Maybe it would make more sense to add some sort of hooks into the gc, so people can have more fine grained control. Sort of a pre-allocate event, a pre-collection event, etc.

Posted: 09/19/07 21:32:35 -- Modified: 09/19/07 21:52:31 by
kris

Interestingly, Tango is designed in a manner where this would work for large parts of it. Once you have a given set of objects, you can generally get by without using the heap. This is how the Mango HTTP and Servlet servers, along with Tango clustering, manage to avoid using the heap at all once they are actually running.

I can definitely see a use for this as a type of profiling tool; imagine if you'd setup your classes to do custom allocation instead, and wanted to ensure the generic heap was not being touched?

Posted: 09/19/07 22:38:13

kris wrote:

Interestingly, Tango is designed in a manner where this would work for large parts of it. Once you have a given set of objects, you can generally get by without using the heap. This is how the Mango HTTP and Servlet servers, along with Tango clustering, manage to avoid using the heap at all once they are actually running.

I can definitely see a use for this as a type of profiling tool; imagine if you'd setup your classes to do custom allocation instead, and wanted to ensure the generic heap was not being touched?

Move the gc into a separate lib and provide a standard version and a hooked/profiled version?

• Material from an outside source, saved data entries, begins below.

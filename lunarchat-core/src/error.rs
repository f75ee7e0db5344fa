//! Error types for lunarchat

use thiserror::Error;

/// The main error type for lunarchat operations
#[derive(Error, Debug)]
pub enum Error {
    /// Configuration errors
    #[error("Configuration error: {0}")]
    Config(String),

    /// I/O errors
    #[error("I/O error: {0}")]
    Io(#[from] std::io::Error),

    /// Serialization errors
    #[error("Serialization error: {0}")]
    Serialization(String),

    /// A session id that does not exist in the store
    #[error("Session not found: {0}")]
    SessionNotFound(uuid::Uuid),

    /// An action requested while the session state does not permit it
    #[error("Invalid transition: {0}")]
    InvalidTransition(String),

    /// A local image rejected before any network call
    #[error("Invalid image: {0}")]
    InvalidImage(String),

    /// A mutating action attempted without an authenticated identity
    #[error("Unauthenticated: {0}")]
    Unauthenticated(String),

    /// Internal errors
    #[error("Internal error: {0}")]
    Internal(String),
}

/// A specialized Result type for lunarchat operations
pub type Result<T> = std::result::Result<T, Error>;

impl From<serde_json::Error> for Error {
    fn from(e: serde_json::Error) -> Self {
        Error::Serialization(e.to_string())
    }
}
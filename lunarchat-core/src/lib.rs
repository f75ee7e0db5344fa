//! Core types and session state machines for lunarchat
//!
//! This crate provides the foundational types used by all other
//! lunarchat components: the message log, the per-session upload and
//! analysis state machines, the session store, and the ambient
//! error/config/logging plumbing.

pub mod auth;
pub mod config;
pub mod error;
pub mod logging;
pub mod message;
pub mod report;
pub mod session;

pub use error::{Error, Result};
//! Session and request-lifecycle coordinator for lunarchat
//!
//! [`ChatService`] is the façade the UI drives: it owns the session
//! store, gates every mutating action on the authentication snapshot,
//! enforces the per-session upload/analysis state machines, and
//! reconciles remote completions into the originating session even when
//! they arrive out of order or after the user switched sessions.

pub mod action;
pub mod service;

pub use action::{LocalImage, UserAction};
pub use service::ChatService;
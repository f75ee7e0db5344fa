//! Upload and analysis state machines
//!
//! Each session carries exactly one [`UploadState`] and one
//! [`AnalysisState`] value. All guards live on the state machines
//! themselves; the coordinator only sequences transitions, so invalid
//! combinations such as "loading while already uploaded" are not
//! representable.

use bytes::Bytes;
use serde::{Deserialize, Serialize};
use std::fmt;

use crate::report::{AnalysisMode, AnalysisReport};
use crate::{Error, Result};

/// Opaque server-issued identifier for an uploaded image, required to
/// request analysis.
#[derive(Debug, Clone, PartialEq, Eq, Hash, Serialize, Deserialize)]
#[serde(transparent)]
pub struct ImageHandle(String);

impl ImageHandle {
    pub fn new(id: impl Into<String>) -> Self {
        Self(id.into())
    }

    pub fn as_str(&self) -> &str {
        &self.0
    }
}

impl fmt::Display for ImageHandle {
    fn fmt(&self, f: &mut fmt::Formatter<'_>) -> fmt::Result {
        f.write_str(&self.0)
    }
}

/// A locally selected image not yet confirmed by the server.
///
/// Holds the temporary preview resource; dropping the value releases it.
/// The state machine owns the staged image by value, so every exit path
/// (success, failure, cancel) releases the preview without extra
/// bookkeeping.
#[derive(Debug, Clone, PartialEq)]
pub struct StagedImage {
    /// Original file name, sent with the upload
    pub filename: String,
    /// Raw image data
    pub bytes: Bytes,
    /// Local preview reference for immediate display
    pub preview_url: String,
}

impl StagedImage {
    pub fn new(filename: impl Into<String>, bytes: Bytes) -> Self {
        let filename = filename.into();
        let preview_url = format!("preview://{}", uuid::Uuid::new_v4());
        Self {
            filename,
            bytes,
            preview_url,
        }
    }
}

/// Lifecycle of turning a locally selected image into a server handle
#[derive(Debug, Clone, Default, PartialEq)]
pub enum UploadState {
    /// Nothing staged
    #[default]
    Idle,
    /// A local image is selected and previewable, not yet sent
    Staged(StagedImage),
    /// The upload call is in flight
    Uploading(StagedImage),
    /// The server confirmed the image; analysis may be requested
    Uploaded(ImageHandle),
    /// The upload failed; the staged image is retained so the user can
    /// retry without reselecting the file
    Failed {
        reason: String,
        retained: Option<StagedImage>,
    },
}

impl UploadState {
    /// Stage a new local image. Allowed from `Idle` or `Failed`.
    pub fn stage(&mut self, image: StagedImage) -> Result<()> {
        match self {
            UploadState::Idle | UploadState::Failed { .. } => {
                *self = UploadState::Staged(image);
                Ok(())
            }
            other => Err(Error::InvalidTransition(format!(
                "cannot stage an image while {}",
                other.label()
            ))),
        }
    }

    /// Move to `Uploading` and hand back the image to send.
    ///
    /// Returns `Ok(None)` when an upload is already in flight: a rapid
    /// repeated trigger must not issue a second upload. A failed upload
    /// that retained its image re-enters the flow here.
    pub fn begin(&mut self) -> Result<Option<StagedImage>> {
        match std::mem::take(self) {
            UploadState::Staged(image)
            | UploadState::Failed {
                retained: Some(image),
                ..
            } => {
                let outbound = image.clone();
                *self = UploadState::Uploading(image);
                Ok(Some(outbound))
            }
            UploadState::Uploading(image) => {
                *self = UploadState::Uploading(image);
                Ok(None)
            }
            other => {
                let label = other.label();
                *self = other;
                Err(Error::InvalidTransition(format!(
                    "cannot upload while {}",
                    label
                )))
            }
        }
    }

    /// The server confirmed the upload; the local preview is released.
    pub fn complete(&mut self, handle: ImageHandle) {
        *self = UploadState::Uploaded(handle);
    }

    /// The upload failed; keep the staged image for retry.
    pub fn fail(&mut self, reason: impl Into<String>) {
        let retained = match std::mem::take(self) {
            UploadState::Staged(image) | UploadState::Uploading(image) => Some(image),
            UploadState::Failed { retained, .. } => retained,
            _ => None,
        };
        *self = UploadState::Failed {
            reason: reason.into(),
            retained,
        };
    }

    /// Abandon a staged or in-flight upload. The in-flight network call,
    /// if any, is allowed to complete but its result will be ignored.
    pub fn cancel(&mut self) -> Result<()> {
        match self {
            UploadState::Staged(_) | UploadState::Uploading(_) => {
                *self = UploadState::Idle;
                Ok(())
            }
            other => Err(Error::InvalidTransition(format!(
                "nothing to cancel while {}",
                other.label()
            ))),
        }
    }

    /// A successful analysis consumed the uploaded image.
    pub fn consume(&mut self) {
        *self = UploadState::Idle;
    }

    /// Server handle, if the upload has been confirmed
    pub fn handle(&self) -> Option<&ImageHandle> {
        match self {
            UploadState::Uploaded(handle) => Some(handle),
            _ => None,
        }
    }

    pub fn is_uploading(&self) -> bool {
        matches!(self, UploadState::Uploading(_))
    }

    /// Short name for log lines and transition errors
    pub fn label(&self) -> &'static str {
        match self {
            UploadState::Idle => "idle",
            UploadState::Staged(_) => "staged",
            UploadState::Uploading(_) => "uploading",
            UploadState::Uploaded(_) => "uploaded",
            UploadState::Failed { .. } => "failed",
        }
    }
}

/// Lifecycle of one analysis request
#[derive(Debug, Clone, Default, PartialEq)]
pub enum AnalysisState {
    /// No request made yet
    #[default]
    Idle,
    /// The analysis call is in flight; the loading indicator is derived
    /// from this state, not from a message
    Requesting {
        mode: AnalysisMode,
        handle: ImageHandle,
    },
    /// The last request produced a result
    Succeeded(AnalysisReport),
    /// The last request failed; the uploaded handle is not consumed, so
    /// analysis can be retried without re-uploading
    Failed(String),
}

impl AnalysisState {
    /// Whether the previous request, if any, has settled
    pub fn is_settled(&self) -> bool {
        !matches!(self, AnalysisState::Requesting { .. })
    }

    pub fn is_requesting(&self) -> bool {
        !self.is_settled()
    }

    /// Move to `Requesting`. Allowed whenever the prior request settled.
    pub fn begin(&mut self, mode: AnalysisMode, handle: ImageHandle) -> Result<()> {
        if self.is_requesting() {
            return Err(Error::InvalidTransition(
                "an analysis request is already in flight".to_string(),
            ));
        }
        *self = AnalysisState::Requesting { mode, handle };
        Ok(())
    }

    pub fn succeed(&mut self, report: AnalysisReport) {
        *self = AnalysisState::Succeeded(report);
    }

    pub fn fail(&mut self, reason: impl Into<String>) {
        *self = AnalysisState::Failed(reason.into());
    }

    /// Short name for log lines and transition errors
    pub fn label(&self) -> &'static str {
        match self {
            AnalysisState::Idle => "idle",
            AnalysisState::Requesting { .. } => "requesting",
            AnalysisState::Succeeded(_) => "succeeded",
            AnalysisState::Failed(_) => "failed",
        }
    }
}
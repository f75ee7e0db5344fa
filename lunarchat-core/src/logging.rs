//! Logging setup

use std::path::Path;
use tracing_appender::non_blocking::WorkerGuard;
use tracing_subscriber::{
    fmt, layer::SubscriberExt, util::SubscriberInitExt, EnvFilter, Layer, Registry,
};

use crate::config::schema::LoggingConfig;

/// Initialize the logging system.
///
/// Writes to stdout and to a daily-rolling file under `config.dir`.
/// `RUST_LOG` overrides the configured level and `LOG_FORMAT` the
/// configured format. The returned guard must be held for the lifetime
/// of the process or buffered log lines are lost.
pub fn init_logging(config: &LoggingConfig) -> WorkerGuard {
    let log_level = std::env::var("RUST_LOG").unwrap_or_else(|_| config.level.clone());

    let mut filter =
        EnvFilter::try_from_default_env().unwrap_or_else(|_| EnvFilter::new(&log_level));

    for (module, level) in &config.overrides {
        if let Ok(directive) = format!("{}={}", module, level).parse() {
            filter = filter.add_directive(directive);
        } else {
            eprintln!("Invalid log directive: {}={}", module, level);
        }
    }

    let format = std::env::var("LOG_FORMAT").unwrap_or_else(|_| config.format.clone());
    let is_json = format.to_lowercase() == "json";

    // lunarchat.log.YYYY-MM-DD
    let file_appender = tracing_appender::rolling::daily(&config.dir, "lunarchat.log");
    let (non_blocking, guard) = tracing_appender::non_blocking(file_appender);

    // format is decided at runtime, so the layers have to be boxed
    let stdout_layer = if is_json {
        fmt::layer().json().with_target(true).boxed()
    } else {
        fmt::layer().with_target(true).boxed()
    };

    let file_layer = if is_json {
        fmt::layer()
            .json()
            .with_writer(non_blocking)
            .with_target(true)
            .with_ansi(false)
            .boxed()
    } else {
        fmt::layer()
            .with_writer(non_blocking)
            .with_target(true)
            .with_ansi(false)
            .boxed()
    };

    Registry::default()
        .with(filter)
        .with(stdout_layer)
        .with(file_layer)
        .init();

    if let Err(e) = cleanup_old_logs(&config.dir, 7) {
        eprintln!("Failed to clean up old logs: {}", e);
    }

    guard
}

/// Remove log files older than `days` days
fn cleanup_old_logs(dir: &str, days: u64) -> std::io::Result<()> {
    let path = Path::new(dir);
    if !path.exists() {
        return Ok(());
    }

    let now = std::time::SystemTime::now();
    let threshold = std::time::Duration::from_secs(days * 24 * 3600);

    for entry in std::fs::read_dir(path)? {
        let entry = entry?;
        let path = entry.path();

        if !path.is_file() {
            continue;
        }
        let Some(name) = path.file_name().and_then(|n| n.to_str()) else {
            continue;
        };
        if !name.starts_with("lunarchat.log") {
            continue;
        }

        if let Ok(metadata) = entry.metadata() {
            if let Ok(modified) = metadata.modified() {
                if let Ok(age) = now.duration_since(modified) {
                    if age > threshold {
                        if let Err(e) = std::fs::remove_file(&path) {
                            eprintln!("Failed to remove old log file {:?}: {}", path, e);
                        }
                    }
                }
            }
        }
    }
    Ok(())
}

That sounds kinda cool actually, pick your gc depending on your aims...

The main d page already recommends passing the gc instance to dlls so if you where really paranoid/bottle necked, you could pick a debug version with a gc that does logging of allocations with type info.

Somebody was asking along similar lines with regards to minid, for game development.

Posted: 09/19/07 22:53:34

I'd love to stick the GC into a DLL, but D doesn't support DLLs in any practical way (you can't throw exceptions across DLL boundaries). Basically, D + DLLs == 0

:(

Posted: 09/20/07 18:44:03

nope, I wasn't on about putting the gc in a dll. just seperate it out into a separate lib and then providing a debug/hooked version. so you'd just add a -L+gcDebug to your command line to override the default.

are you sure about not being able to throw exceptions across dlls? works fine in c++ and I can't see why D would be any different.

there used to be issues with allocating memory in different dlls with visual studio 6, but they fixed that in .net 2003

Posted: 09/20/07 21:17:24

Yeah, I was going one step further with the GC :)

There's a lot of issues with D & Dlls ... the fact that typeinfo is not shared is one root issue. There's good reason why the DDL project has written their own link-loader

Posted: 09/21/07 16:50:52

div0 wrote:

nope, I wasn't on about putting the gc in a dll. just seperate it out into a separate lib and then providing a debug/hooked version.

The GC already builds as a separate lib when build-dmd / build-gdc is called, so most of the work is aready done. Now that DMD provides a means of specifying separate libraries for release and debug builds, I'm going to build both versions of each lib during the build process. Stay tuned.

Posted: 11/20/07 19:05:13

I forgot to mention, I had made ticket #610

Posted: 11/21/07 18:49:30

Thanks. It seems the greatest obstacle now is that the DigitalMars? make tool stinks.